*** Block opens ***

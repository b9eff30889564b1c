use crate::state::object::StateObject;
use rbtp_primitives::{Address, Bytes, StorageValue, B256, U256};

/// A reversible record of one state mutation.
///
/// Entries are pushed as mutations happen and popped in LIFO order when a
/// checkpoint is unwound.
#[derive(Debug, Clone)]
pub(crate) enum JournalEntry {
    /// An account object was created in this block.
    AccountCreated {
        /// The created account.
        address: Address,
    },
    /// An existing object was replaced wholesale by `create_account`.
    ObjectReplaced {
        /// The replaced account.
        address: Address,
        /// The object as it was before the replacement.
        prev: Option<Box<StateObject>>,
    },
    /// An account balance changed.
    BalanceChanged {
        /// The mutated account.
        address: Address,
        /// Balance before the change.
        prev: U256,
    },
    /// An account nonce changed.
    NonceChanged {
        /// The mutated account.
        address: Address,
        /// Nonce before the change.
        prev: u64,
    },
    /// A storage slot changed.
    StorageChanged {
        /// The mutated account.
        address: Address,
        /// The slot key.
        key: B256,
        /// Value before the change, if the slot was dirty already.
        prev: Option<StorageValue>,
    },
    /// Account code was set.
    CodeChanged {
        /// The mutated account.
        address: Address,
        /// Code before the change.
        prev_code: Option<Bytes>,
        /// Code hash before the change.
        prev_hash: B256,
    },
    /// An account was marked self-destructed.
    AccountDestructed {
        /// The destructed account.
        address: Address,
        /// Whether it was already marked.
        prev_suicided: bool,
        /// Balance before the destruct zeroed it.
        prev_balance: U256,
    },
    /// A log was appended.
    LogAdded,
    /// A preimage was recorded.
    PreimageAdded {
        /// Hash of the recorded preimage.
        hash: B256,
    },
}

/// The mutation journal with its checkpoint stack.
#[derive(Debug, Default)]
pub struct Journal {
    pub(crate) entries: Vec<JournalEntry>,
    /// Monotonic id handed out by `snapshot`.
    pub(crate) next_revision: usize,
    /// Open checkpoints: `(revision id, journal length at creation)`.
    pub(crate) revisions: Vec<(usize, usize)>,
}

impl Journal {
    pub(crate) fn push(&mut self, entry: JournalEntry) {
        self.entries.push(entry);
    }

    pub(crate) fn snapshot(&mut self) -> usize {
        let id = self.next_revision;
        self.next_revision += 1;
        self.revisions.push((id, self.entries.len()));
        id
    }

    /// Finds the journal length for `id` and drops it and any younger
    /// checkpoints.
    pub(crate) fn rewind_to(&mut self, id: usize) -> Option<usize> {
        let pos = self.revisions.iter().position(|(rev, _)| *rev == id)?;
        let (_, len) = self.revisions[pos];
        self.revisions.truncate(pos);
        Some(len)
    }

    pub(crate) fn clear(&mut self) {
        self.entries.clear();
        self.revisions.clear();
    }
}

*** Block closes ***

_Task statement_
Out of the entries above, write out only the lines between the line holding "hash before the change." and the line holding "id, journal length", inclusive, each exactly as given.

_Your response_
        /// Code hash before the change.
        prev_hash: B256,
    },
    /// An account was marked self-destructed.
    AccountDestructed {
        /// The destructed account.
        address: Address,
        /// Whether it was already marked.
        prev_suicided: bool,
        /// Balance before the destruct zeroed it.
        prev_balance: U256,
    },
    /// A log was appended.
    LogAdded,
    /// A preimage was recorded.
    PreimageAdded {
        /// Hash of the recorded preimage.
        hash: B256,
    },
}

/// The mutation journal with its checkpoint stack.
#[derive(Debug, Default)]
pub struct Journal {
    pub(crate) entries: Vec<JournalEntry>,
    /// Monotonic id handed out by `snapshot`.
    pub(crate) next_revision: usize,
    /// Open checkpoints: `(revision id, journal length at creation)`.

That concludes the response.